**Your assignment**
Each line below is to be written out in full, exactly as shown.

Saved data entries
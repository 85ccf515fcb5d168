use log::LevelFilter;
use std::env;

#[derive(Debug, Copy, Clone, PartialEq, Eq, PartialOrd, Ord)]
pub enum LogLevel {
    Trace = 0,
    Debug = 1,
    Info = 2,
    Warn = 3,
    Error = 4,
}

impl From<LogLevel> for LevelFilter {
    fn from(level: LogLevel) -> Self {
        match level {
            LogLevel::Trace => LevelFilter::Trace,
            LogLevel::Debug => LevelFilter::Debug,
            LogLevel::Info => LevelFilter::Info,
            LogLevel::Warn => LevelFilter::Warn,
            LogLevel::Error => LevelFilter::Error,
        }
    }
}

pub fn get_rust_log_level() -> LogLevel {
    let rust_log = env::var("RUST_LOG").unwrap_or_else(|_| "info".to_string());
    parse_rust_log_level(&rust_log)
}

pub fn parse_rust_log_level(rust_log: &str) -> LogLevel {
    // Handle common RUST_LOG formats
    let level_str = rust_log
        .split(',')
        .next()
        .unwrap_or(rust_log)
        .split('=')
        .next_back()
        .unwrap_or(rust_log)
        .to_lowercase();

    match level_str.as_str() {
        "trace" => LogLevel::Trace,
        "debug" => LogLevel::Debug,
        "info" => LogLevel::Info,
        "warn" | "warning" => LogLevel::Warn,
        "error" => LogLevel::Error,
        _ => LogLevel::Info, // Default to info if parsing fails
    }
}

pub fn should_log(event_level: LogLevel, threshold: LogLevel) -> bool {
    event_level >= threshold
}

pub fn should_log_with_env(event_level: LogLevel) -> bool {
    let threshold = get_rust_log_level();
    should_log(event_level, threshold)
}

#[cfg(test)]
mod tests {
    use super::*;

    #[test]
    fn test_parse_rust_log_level() {
        assert_eq!(parse_rust_log_level("debug"), LogLevel::Debug);
        assert_eq!(parse_rust_log_level("info"), LogLevel::Info);
        assert_eq!(parse_rust_log_level("warn"), LogLevel::Warn);
        assert_eq!(parse_rust_log_level("error"), LogLevel::Error);
        assert_eq!(parse_rust_log_level("trace"), LogLevel::Trace);

        // Test with module-specific formats
        assert_eq!(
            parse_rust_log_level("predulive_dashboard=debug"),
            LogLevel::Debug
        );
        assert_eq!(
            parse_rust_log_level("predulive_dashboard=debug,hyper=info"),
            LogLevel::Debug
        );

        // Test default
        assert_eq!(parse_rust_log_level("invalid"), LogLevel::Info);
    }

    #[test]
    fn test_should_log() {
        assert!(should_log(LogLevel::Error, LogLevel::Debug));
        assert!(should_log(LogLevel::Warn, LogLevel::Warn));
        assert!(!should_log(LogLevel::Debug, LogLevel::Error));
        assert!(!should_log(LogLevel::Info, LogLevel::Error));
    }
}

**Solution to this problem**
repository 85ccf515fcb5d168
use log::LevelFilter;
use std::env;

#[derive(Debug, Copy, Clone, PartialEq, Eq, PartialOrd, Ord)]
pub enum LogLevel {
    Trace = 0,
    Debug = 1,
    Info = 2,
    Warn = 3,
    Error = 4,
}

impl From<LogLevel> for LevelFilter {
    fn from(level: LogLevel) -> Self {
        match level {
            LogLevel::Trace => LevelFilter::Trace,
            LogLevel::Debug => LevelFilter::Debug,
            LogLevel::Info => LevelFilter::Info,
            LogLevel::Warn => LevelFilter::Warn,
            LogLevel::Error => LevelFilter::Error,
        }
    }
}

pub fn get_rust_log_level() -> LogLevel {
    let rust_log = env::var("RUST_LOG").unwrap_or_else(|_| "info".to_string());
    parse_rust_log_level(&rust_log)
}

pub fn parse_rust_log_level(rust_log: &str) -> LogLevel {
    // Handle common RUST_LOG formats
    let level_str = rust_log
        .split(',')
        .next()
        .unwrap_or(rust_log)
        .split('=')
        .next_back()
        .unwrap_or(rust_log)
        .to_lowercase();

    match level_str.as_str() {
        "trace" => LogLevel::Trace,
        "debug" => LogLevel::Debug,
        "info" => LogLevel::Info,
        "warn" | "warning" => LogLevel::Warn,
        "error" => LogLevel::Error,
        _ => LogLevel::Info, // Default to info if parsing fails
    }
}

pub fn should_log(event_level: LogLevel, threshold: LogLevel) -> bool {
    event_level >= threshold
}

pub fn should_log_with_env(event_level: LogLevel) -> bool {
    let threshold = get_rust_log_level();
    should_log(event_level, threshold)
}

#[cfg(test)]
mod tests {
    use super::*;

    #[test]
    fn test_parse_rust_log_level() {
        assert_eq!(parse_rust_log_level("debug"), LogLevel::Debug);
        assert_eq!(parse_rust_log_level("info"), LogLevel::Info);
        assert_eq!(parse_rust_log_level("warn"), LogLevel::Warn);
        assert_eq!(parse_rust_log_level("error"), LogLevel::Error);
        assert_eq!(parse_rust_log_level("trace"), LogLevel::Trace);

        // Test with module-specific formats
        assert_eq!(
            parse_rust_log_level("predulive_dashboard=debug"),
            LogLevel::Debug
        );
        assert_eq!(
            parse_rust_log_level("predulive_dashboard=debug,hyper=info"),
            LogLevel::Debug
        );

        // Test default
        assert_eq!(parse_rust_log_level("invalid"), LogLevel::Info);
    }

    #[test]
    fn test_should_log() {
        assert!(should_log(LogLevel::Error, LogLevel::Debug));
        assert!(should_log(LogLevel::Warn, LogLevel::Warn));
        assert!(!should_log(LogLevel::Debug, LogLevel::Error));
        assert!(!should_log(LogLevel::Info, LogLevel::Error));
    }
}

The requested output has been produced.